> TASK DETAILS
For every line in the data below that contains "conversations", copy the line.

> DATA TO USE
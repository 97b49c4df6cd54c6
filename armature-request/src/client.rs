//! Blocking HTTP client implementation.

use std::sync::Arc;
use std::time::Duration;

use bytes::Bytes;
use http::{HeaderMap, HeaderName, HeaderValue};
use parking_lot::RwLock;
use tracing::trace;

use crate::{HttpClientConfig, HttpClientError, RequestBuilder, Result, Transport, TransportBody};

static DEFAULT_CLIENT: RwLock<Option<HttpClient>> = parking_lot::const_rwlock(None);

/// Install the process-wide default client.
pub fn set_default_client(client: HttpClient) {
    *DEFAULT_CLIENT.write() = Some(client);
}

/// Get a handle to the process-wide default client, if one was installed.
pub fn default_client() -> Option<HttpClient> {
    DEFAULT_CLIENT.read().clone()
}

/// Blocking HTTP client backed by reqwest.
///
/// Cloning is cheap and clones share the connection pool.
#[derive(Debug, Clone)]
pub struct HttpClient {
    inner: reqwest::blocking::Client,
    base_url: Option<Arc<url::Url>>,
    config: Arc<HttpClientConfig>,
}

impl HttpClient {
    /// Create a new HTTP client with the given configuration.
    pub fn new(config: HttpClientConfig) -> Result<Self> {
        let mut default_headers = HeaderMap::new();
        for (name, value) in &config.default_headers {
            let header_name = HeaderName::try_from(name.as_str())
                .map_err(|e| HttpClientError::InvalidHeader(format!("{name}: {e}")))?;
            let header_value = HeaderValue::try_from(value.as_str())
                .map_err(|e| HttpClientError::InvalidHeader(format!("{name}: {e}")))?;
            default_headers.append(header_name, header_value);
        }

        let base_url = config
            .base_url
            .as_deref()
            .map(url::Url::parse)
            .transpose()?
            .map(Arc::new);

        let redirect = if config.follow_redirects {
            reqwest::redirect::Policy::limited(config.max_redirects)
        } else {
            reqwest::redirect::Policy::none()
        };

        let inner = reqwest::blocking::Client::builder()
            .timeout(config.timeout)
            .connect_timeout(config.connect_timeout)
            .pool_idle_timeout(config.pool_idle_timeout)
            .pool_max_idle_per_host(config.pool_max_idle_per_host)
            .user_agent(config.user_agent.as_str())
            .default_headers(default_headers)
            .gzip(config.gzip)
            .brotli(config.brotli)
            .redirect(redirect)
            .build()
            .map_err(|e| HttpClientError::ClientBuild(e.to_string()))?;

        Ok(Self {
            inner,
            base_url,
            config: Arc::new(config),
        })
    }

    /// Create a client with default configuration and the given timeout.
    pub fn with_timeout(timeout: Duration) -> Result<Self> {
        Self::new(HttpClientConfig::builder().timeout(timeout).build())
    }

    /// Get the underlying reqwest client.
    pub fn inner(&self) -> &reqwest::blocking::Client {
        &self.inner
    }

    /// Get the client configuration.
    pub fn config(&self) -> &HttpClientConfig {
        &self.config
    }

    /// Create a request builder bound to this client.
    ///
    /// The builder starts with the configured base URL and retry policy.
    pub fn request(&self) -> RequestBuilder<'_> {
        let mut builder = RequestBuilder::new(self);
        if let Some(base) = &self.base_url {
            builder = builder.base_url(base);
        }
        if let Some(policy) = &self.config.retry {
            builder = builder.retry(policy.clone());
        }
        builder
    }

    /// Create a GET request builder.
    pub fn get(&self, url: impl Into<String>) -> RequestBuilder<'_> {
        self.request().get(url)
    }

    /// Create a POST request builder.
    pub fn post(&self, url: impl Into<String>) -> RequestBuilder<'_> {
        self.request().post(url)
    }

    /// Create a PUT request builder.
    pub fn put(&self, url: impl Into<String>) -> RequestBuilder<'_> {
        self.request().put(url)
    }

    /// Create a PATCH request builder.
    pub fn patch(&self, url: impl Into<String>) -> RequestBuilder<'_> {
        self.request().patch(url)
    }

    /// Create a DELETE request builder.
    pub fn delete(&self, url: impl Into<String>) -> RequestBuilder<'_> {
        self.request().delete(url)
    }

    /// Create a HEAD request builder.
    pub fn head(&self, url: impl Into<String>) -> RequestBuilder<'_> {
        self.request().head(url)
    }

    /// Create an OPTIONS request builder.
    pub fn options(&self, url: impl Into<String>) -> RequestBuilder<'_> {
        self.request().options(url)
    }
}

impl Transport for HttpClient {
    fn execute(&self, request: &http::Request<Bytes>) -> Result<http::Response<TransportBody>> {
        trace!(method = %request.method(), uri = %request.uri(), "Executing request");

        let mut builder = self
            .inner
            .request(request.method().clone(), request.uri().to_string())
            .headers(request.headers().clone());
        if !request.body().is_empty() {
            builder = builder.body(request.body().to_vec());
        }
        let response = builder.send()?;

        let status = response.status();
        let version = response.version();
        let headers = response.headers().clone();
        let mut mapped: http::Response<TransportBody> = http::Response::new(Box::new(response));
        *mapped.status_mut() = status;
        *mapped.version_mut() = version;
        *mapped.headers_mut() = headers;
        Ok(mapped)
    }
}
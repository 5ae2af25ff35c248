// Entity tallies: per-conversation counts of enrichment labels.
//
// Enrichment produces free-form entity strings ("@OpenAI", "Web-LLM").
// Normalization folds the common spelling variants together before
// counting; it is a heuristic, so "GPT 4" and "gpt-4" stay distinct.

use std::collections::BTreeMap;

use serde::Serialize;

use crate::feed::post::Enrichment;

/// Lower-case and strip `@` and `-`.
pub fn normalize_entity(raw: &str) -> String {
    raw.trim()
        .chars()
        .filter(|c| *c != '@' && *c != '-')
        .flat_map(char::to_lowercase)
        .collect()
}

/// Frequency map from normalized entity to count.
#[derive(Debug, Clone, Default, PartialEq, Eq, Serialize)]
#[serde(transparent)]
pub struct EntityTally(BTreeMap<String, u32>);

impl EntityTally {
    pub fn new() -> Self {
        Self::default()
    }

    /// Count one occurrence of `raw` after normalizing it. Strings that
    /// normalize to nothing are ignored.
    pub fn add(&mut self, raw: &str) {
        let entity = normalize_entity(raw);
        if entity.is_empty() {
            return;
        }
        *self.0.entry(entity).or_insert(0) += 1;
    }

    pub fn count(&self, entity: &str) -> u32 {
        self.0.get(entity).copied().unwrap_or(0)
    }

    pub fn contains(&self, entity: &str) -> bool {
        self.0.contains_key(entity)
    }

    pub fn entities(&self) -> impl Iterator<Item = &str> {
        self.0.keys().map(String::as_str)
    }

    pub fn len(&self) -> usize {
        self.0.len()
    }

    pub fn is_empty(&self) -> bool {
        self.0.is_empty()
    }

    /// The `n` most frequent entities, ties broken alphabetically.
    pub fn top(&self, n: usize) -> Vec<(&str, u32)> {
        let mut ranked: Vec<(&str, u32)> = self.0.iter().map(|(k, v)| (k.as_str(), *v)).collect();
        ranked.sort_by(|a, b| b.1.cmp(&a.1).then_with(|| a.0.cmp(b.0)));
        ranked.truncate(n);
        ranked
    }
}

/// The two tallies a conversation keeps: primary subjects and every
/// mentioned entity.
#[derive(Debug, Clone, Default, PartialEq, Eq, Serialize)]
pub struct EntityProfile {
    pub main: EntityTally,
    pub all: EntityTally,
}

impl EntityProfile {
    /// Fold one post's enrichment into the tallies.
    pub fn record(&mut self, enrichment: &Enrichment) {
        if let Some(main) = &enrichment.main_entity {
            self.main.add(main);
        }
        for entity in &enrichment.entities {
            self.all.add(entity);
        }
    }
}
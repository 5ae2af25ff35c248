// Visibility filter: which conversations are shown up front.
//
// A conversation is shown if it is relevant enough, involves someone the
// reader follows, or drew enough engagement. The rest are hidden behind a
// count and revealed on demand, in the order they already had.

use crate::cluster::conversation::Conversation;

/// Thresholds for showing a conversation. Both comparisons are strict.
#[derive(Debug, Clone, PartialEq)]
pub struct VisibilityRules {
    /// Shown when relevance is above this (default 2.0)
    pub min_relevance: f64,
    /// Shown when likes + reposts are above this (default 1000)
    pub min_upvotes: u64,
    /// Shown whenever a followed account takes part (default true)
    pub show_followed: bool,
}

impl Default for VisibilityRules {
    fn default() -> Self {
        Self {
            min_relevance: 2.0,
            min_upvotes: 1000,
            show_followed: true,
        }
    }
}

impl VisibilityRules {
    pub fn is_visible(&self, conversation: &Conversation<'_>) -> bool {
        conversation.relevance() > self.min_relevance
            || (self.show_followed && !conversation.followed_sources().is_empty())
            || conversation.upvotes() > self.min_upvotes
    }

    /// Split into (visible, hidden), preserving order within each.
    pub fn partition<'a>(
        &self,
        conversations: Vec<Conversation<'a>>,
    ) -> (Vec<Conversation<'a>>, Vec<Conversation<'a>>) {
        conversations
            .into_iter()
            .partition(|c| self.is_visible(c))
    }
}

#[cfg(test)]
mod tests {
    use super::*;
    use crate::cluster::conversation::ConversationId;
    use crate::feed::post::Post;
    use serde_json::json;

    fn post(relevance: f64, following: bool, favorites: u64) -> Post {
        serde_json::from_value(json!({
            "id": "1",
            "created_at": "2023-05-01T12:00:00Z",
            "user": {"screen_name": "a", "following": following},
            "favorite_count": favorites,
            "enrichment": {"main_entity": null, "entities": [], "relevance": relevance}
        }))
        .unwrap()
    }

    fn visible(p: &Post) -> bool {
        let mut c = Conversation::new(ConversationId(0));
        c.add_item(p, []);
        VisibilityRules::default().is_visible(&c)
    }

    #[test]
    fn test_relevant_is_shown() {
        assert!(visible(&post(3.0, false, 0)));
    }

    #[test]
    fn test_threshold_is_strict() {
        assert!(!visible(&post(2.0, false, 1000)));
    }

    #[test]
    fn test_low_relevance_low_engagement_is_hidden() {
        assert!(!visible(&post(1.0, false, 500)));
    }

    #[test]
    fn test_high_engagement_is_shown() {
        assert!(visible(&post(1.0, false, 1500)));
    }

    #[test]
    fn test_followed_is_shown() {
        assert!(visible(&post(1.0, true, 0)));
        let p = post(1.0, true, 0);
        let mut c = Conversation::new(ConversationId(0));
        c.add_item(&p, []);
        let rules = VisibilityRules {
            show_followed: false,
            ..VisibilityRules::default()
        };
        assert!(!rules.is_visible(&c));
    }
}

> SOLUTION FOR THIS PROBLEM
// Visibility filter: which conversations are shown up front.
        conversations: Vec<Conversation<'a>>,
        conversations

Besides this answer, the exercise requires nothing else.